Despite all the shenanigans, all Biscuit timber sales remain unlogged. In fact on only two sales have contracts been signed thus far. Further, it is only these two sales where contracts have even been awarded by the FS, for signing by high bidders. These two sales, however, are under immediate threat. They are called Indi and Berry and are both located in the North Kalmiopsis wildlands area. Indi is about 6 mmbf of matrix logging in a mosaic burn that includes a great deal of green trees. East Fork of Myrtle Point wants to log this ancient forest. Berry is about 12 mmbf of ancient forest reserve. It is just up the road from Agness and has been sold to South Coast.

So far Indi has drawn a great deal of activist attention. An ongoing campaign of phone calling is asking Bob Sproul, President of East Fork to give up the sale. The sale was the site of last month's elaborate ropes blockade that saw four arrests. Also, the road to Indi has been dug up. An Earth First! Rendezvous was held there and if you believe Bob Sproul, Indi has also been tree-spiked.

Several dates upcoming should be marked on the calendars of anyone following Biscuit. September 16-17 are days that Judge Hogan is going to call together the timber industry, the Forest Service and environmentalists and try to strong-arm a deal through court-appointed mediation.

For those in or near Portland, a large rally for public lands will happen in Pioneer Square on September 24.

October 4 may well be the date of the largest forest protest in recent history. People from all over the West are coming to the Selma Oregon Community Center south of Grants Pass on highway 199. Meet at 7am sharp for a rally and protest that will number in the hundreds or more. There is camping at the Center on Sunday night for out-of-towners, as well as action prep and non-violent civil disobedience trainings starting Sunday at noon.

October 1-3 is the National Forest Protection Alliance annual convention, this year in Cave Junction. See http://www.forestadvocate.org for more details.

October 31 is the official end of logging season. Companies are frequently given an extension beyond this date. But if a company has not yet begun logging by the middle of October, it is difficult to imagine them starting any later.

Letters to the editors and to politicians about the Biscuit are always needed. But if there is just one action you can take for the Biscuit, it would have to be to go and visit the Burn. It amazes everyone that travels there. The size and wildness are without compare. The beauty of natural recovery is just shocking. And the rivers are quite simply some of the most outstanding wild rivers left in the world.

Great thanks to all who have helped thus far. Let us enjoy this success for now and be ready to act immediately if they move on Biscuit in the coming weeks.

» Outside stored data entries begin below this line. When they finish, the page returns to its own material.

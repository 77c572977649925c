// Copyright 2025 the Picklist Authors
// SPDX-License-Identifier: Apache-2.0 OR MIT

//! A controlled Dropdown whose owner echoes every change back.
//!
//! Run:
//! - `cargo run -p picklist_demos --example dropdown`

use picklist::{Dropdown, DropdownConfig, DropdownEvent, Effect, IdGenerator, Item, NavKey};
use picklist_filter::{filter, label_contains};

fn main() {
    picklist_demos::init_logging();

    let languages = vec![
        Item::new("fi", "Suomi"),
        Item::new("sv", "Svenska"),
        Item::new("en", "English"),
        Item::new("se", "Sámegiella").with_disabled(true),
    ];
    // Owners can still narrow the option set themselves before handing it over.
    let offered = filter(&languages, "s", label_contains);

    let mut ids = IdGenerator::new("settings");
    let mut config = DropdownConfig::new("Language", offered);
    config.value = Some("fi".into());
    config.visual_placeholder = Some("Choose a language".into());
    let mut dropdown = Dropdown::new(config, &mut ids);

    // The owner's copy of the value.
    let mut value: Option<String> = Some("fi".into());

    let script = [
        DropdownEvent::ButtonClick,
        DropdownEvent::Key(NavKey::ArrowDown),
        DropdownEvent::Key(NavKey::Enter),
        DropdownEvent::ButtonClick,
        DropdownEvent::ItemClick("se".into()),
        DropdownEvent::Key(NavKey::Escape),
    ];

    for event in script {
        println!("{event:?}");
        for effect in dropdown.handle(event) {
            if let Effect::SelectionChanged(item) = effect {
                println!("  onChange({:?})", item.unique_item_id);
                value = Some(item.unique_item_id);
            }
        }
        // Controlled: the new value only shows once the owner passes it back.
        dropdown.set_value(value.as_deref());
        println!(
            "  button: {:?}, open: {}, focused: {:?}",
            dropdown.display_text(),
            dropdown.is_open(),
            dropdown.active_descendant()
        );
    }
}
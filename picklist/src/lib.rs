// Copyright 2025 the Picklist Authors
// SPDX-License-Identifier: Apache-2.0 OR MIT

//! Picklist: headless state for Dropdown and MultiSelect widgets.
//!
//! Each widget is a plain struct holding all of its interaction state, fed
//! one event at a time. Handling an event updates the state and returns a
//! list of [`Effect`]s for the host to act on: report a selection change,
//! move focus back to the input, schedule a focus check for the next frame,
//! and so on. Nothing here renders, so the whole interaction model can be
//! unit tested without a UI harness.
//!
//! - [`MultiSelect`]: filterable combobox with chips, bulk removal, and
//!   optional free-text addition.
//! - [`Dropdown`]: single-select listbox.
//!
//! Both are built from the lower-level crates: `picklist_filter` narrows the
//! list, `picklist_nav` moves the focused descendant, `picklist_selection`
//! reconciles controlled and uncontrolled values, and `picklist_event_state`
//! provides the debounce, announcement, and blur-settle timers.
//!
//! ## Minimal example
//!
//! ```rust
//! use picklist::{
//!     Effect, IdGenerator, Item, MultiSelect, MultiSelectConfig, MultiSelectEvent, NavKey,
//! };
//!
//! let mut ids = IdGenerator::new("form");
//! let config = MultiSelectConfig::new(vec![
//!     Item::new("fi", "Finland"),
//!     Item::new("se", "Sweden"),
//! ]);
//! let mut countries = MultiSelect::new(config, &mut ids);
//!
//! countries.handle(MultiSelectEvent::Input("swe".into()), 0);
//! countries.handle(MultiSelectEvent::Key(NavKey::ArrowDown), 10);
//! assert_eq!(countries.active_descendant().as_deref(), Some("form-1-se"));
//!
//! let effects = countries.handle(MultiSelectEvent::Key(NavKey::Enter), 20);
//! assert!(effects.contains(&Effect::ItemSelected("se".into())));
//! assert_eq!(countries.selected_items()[0].label_text, "Sweden");
//! ```
//!
//! ## Time and focus
//!
//! Widgets never start timers. Every event carries the host's clock in
//! milliseconds, and hosts send [`MultiSelectEvent::Tick`] from their frame
//! loop so debounced query notifications and chip-removal announcements can
//! expire. A blur returns [`Effect::ScheduleSettle`]; the host answers one
//! frame later with [`MultiSelectEvent::FocusSettled`] and the
//! [`FocusRegions`] that now contain focus.
//!
//! This crate is `no_std` and uses `alloc`.

#![no_std]

extern crate alloc;

mod dropdown;
mod effect;
mod id;
mod multi_select;

pub use dropdown::{Dropdown, DropdownConfig, DropdownEvent};
pub use effect::{Effect, Effects};
pub use id::{IdGenerator, WidgetId};
pub use multi_select::{
    FilterFn, Labels, MultiSelect, MultiSelectConfig, MultiSelectEvent, OptionView,
};

pub use picklist_event_state::blur::FocusRegions;
pub use picklist_nav::NavKey;
pub use picklist_selection::Item;
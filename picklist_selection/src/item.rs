// Copyright 2025 the Picklist Authors
// SPDX-License-Identifier: Apache-2.0 OR MIT

//! Selectable entries.

use alloc::string::String;

use picklist_filter::Labeled;

/// One selectable entry of a list widget.
///
/// Identity is [`Item::unique_item_id`]; ids must be unique within the
/// collection handed to a single widget. Controllers clone items into their
/// selection but never modify the caller's copies.
#[derive(Clone, Debug, PartialEq, Eq, Hash)]
pub struct Item {
    /// Unique id within the owning collection.
    pub unique_item_id: String,
    /// Label shown in the list and matched by the default filter.
    pub label_text: String,
    /// Optional shorter label used for chips; falls back to `label_text`.
    pub chip_text: Option<String>,
    /// Selection disabled for the user.
    ///
    /// A disabled item may still be part of a selection (for example when
    /// pre-seeded by the caller), but toggle requests carrying this flag are
    /// ignored and [`remove_all`](crate::MultiSelection::remove_all) keeps it.
    pub disabled: bool,
}

impl Item {
    /// Create an enabled item without chip text.
    pub fn new(unique_item_id: impl Into<String>, label_text: impl Into<String>) -> Self {
        Self {
            unique_item_id: unique_item_id.into(),
            label_text: label_text.into(),
            chip_text: None,
            disabled: false,
        }
    }

    /// Synthesize a caller-unlisted item from free text typed by the user.
    ///
    /// The id is the lower-cased query and the label is the query verbatim.
    pub fn custom(query: &str) -> Self {
        Self::new(query.to_lowercase(), query)
    }

    /// Set the chip text.
    #[must_use]
    pub fn with_chip_text(mut self, chip_text: impl Into<String>) -> Self {
        self.chip_text = Some(chip_text.into());
        self
    }

    /// Set the disabled flag.
    #[must_use]
    pub fn with_disabled(mut self, disabled: bool) -> Self {
        self.disabled = disabled;
        self
    }

    /// Shorthand for [`Item::unique_item_id`].
    pub fn id(&self) -> &str {
        &self.unique_item_id
    }

    /// Text to show when the item is rendered as a chip.
    pub fn chip_label(&self) -> &str {
        self.chip_text.as_deref().unwrap_or(&self.label_text)
    }
}

impl Labeled for Item {
    fn label_text(&self) -> &str {
        &self.label_text
    }
}
// Copyright 2025 the Picklist Authors
// SPDX-License-Identifier: Apache-2.0 OR MIT

//! Deferred focus-boundary detection.
//!
//! When the text input of a combobox loses focus, the platform has not yet
//! moved focus to whatever the user clicked. Checking synchronously would
//! close the popover while the user is clicking an option inside it. So the
//! check is split in two:
//!
//! 1. [`BlurCheck::on_blur`] arms a pending check. The host schedules a
//!    callback for the next frame.
//! 2. [`BlurCheck::settle`] runs on that frame with the [`FocusRegions`] that
//!    now contain the active element, and reports whether focus left.
//!
//! ```
//! use picklist_event_state::blur::{BlurCheck, BlurOutcome, FocusRegions};
//!
//! let mut check = BlurCheck::new();
//!
//! // Blur, then focus lands on an option in the popover.
//! check.on_blur();
//! assert_eq!(check.settle(FocusRegions::POPOVER), Some(BlurOutcome::Stayed));
//!
//! // Blur, then focus lands somewhere else on the page.
//! check.on_blur();
//! assert_eq!(check.settle(FocusRegions::empty()), Some(BlurOutcome::Left));
//!
//! // Nothing pending, nothing to report.
//! assert_eq!(check.settle(FocusRegions::empty()), None);
//! ```

use bitflags::bitflags;

bitflags! {
    /// Parts of a widget that may hold focus.
    #[derive(Copy, Clone, Debug, PartialEq, Eq, Hash)]
    pub struct FocusRegions: u8 {
        /// The text input.
        const INPUT = 1 << 0;
        /// The popover list.
        const POPOVER = 1 << 1;
        /// The button that toggles the popover.
        const TOGGLE_BUTTON = 1 << 2;
    }
}

/// Result of a settled blur check.
#[derive(Copy, Clone, Debug, PartialEq, Eq)]
pub enum BlurOutcome {
    /// Focus is still inside one of the watched regions.
    Stayed,
    /// Focus left every watched region.
    Left,
}

/// Two-phase blur check.
#[derive(Clone, Debug)]
pub struct BlurCheck {
    /// Regions that count as "inside the widget".
    pub watched: FocusRegions,
    pending: bool,
}

impl BlurCheck {
    /// Watch all of [`FocusRegions`].
    pub fn new() -> Self {
        Self::watching(FocusRegions::all())
    }

    /// Watch only the given regions.
    pub fn watching(watched: FocusRegions) -> Self {
        Self {
            watched,
            pending: false,
        }
    }

    /// Arm the check. The host must call [`BlurCheck::settle`] once focus has
    /// moved.
    pub fn on_blur(&mut self) {
        self.pending = true;
    }

    /// Disarm a pending check, for example when focus returns before it ran.
    pub fn on_focus(&mut self) {
        self.pending = false;
    }

    /// Whether a check is armed.
    pub fn is_pending(&self) -> bool {
        self.pending
    }

    /// Run the armed check against the regions holding focus now.
    ///
    /// Returns `None` if no check was armed.
    pub fn settle(&mut self, active: FocusRegions) -> Option<BlurOutcome> {
        if !core::mem::take(&mut self.pending) {
            return None;
        }
        if active.intersects(self.watched) {
            Some(BlurOutcome::Stayed)
        } else {
            Some(BlurOutcome::Left)
        }
    }
}

impl Default for BlurCheck {
    fn default() -> Self {
        Self::new()
    }
}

homepage: homepage: http://www.o2collective.org

hazard trees 07.Sep.2004 10:17

botrychium botrychium__at__cascadiarising.org

thanks for the updates - without wanting to dwell on the negative in the face of what is definitly good news, I did want to say that the "hazard tree" removal that Tim mentions deserves more attention as a major failing of the mainstream enviros working to litigate on the biscuit.

Having seen a lot of it first hand, I can tell you that it's been horrible - 20 acre clearcuts circling much of the fire's massive (100 mile?) perimeter, much of it on very steep slopes, much of it expanding past clearcuts or adjacent to highly intact ecosytems (both are really bad), and huge trees (I saw over >6 ft diameter) removed.

Almost all of it has been on remote logging roads, away from popular recreationist routes: the whole "hazard" thing is just so much B.S. Seriously, who has ever heard of someone having a tree fall on them? And even if someone was hurt, or totalled their car running into a fallen tree - I guess I just see that as a willing risk you take whenever you go out into the wilderness. Of course if we remove the forest completely such injuries are less likely to happen, but then why the hell would you want to go to the forest in the first place!?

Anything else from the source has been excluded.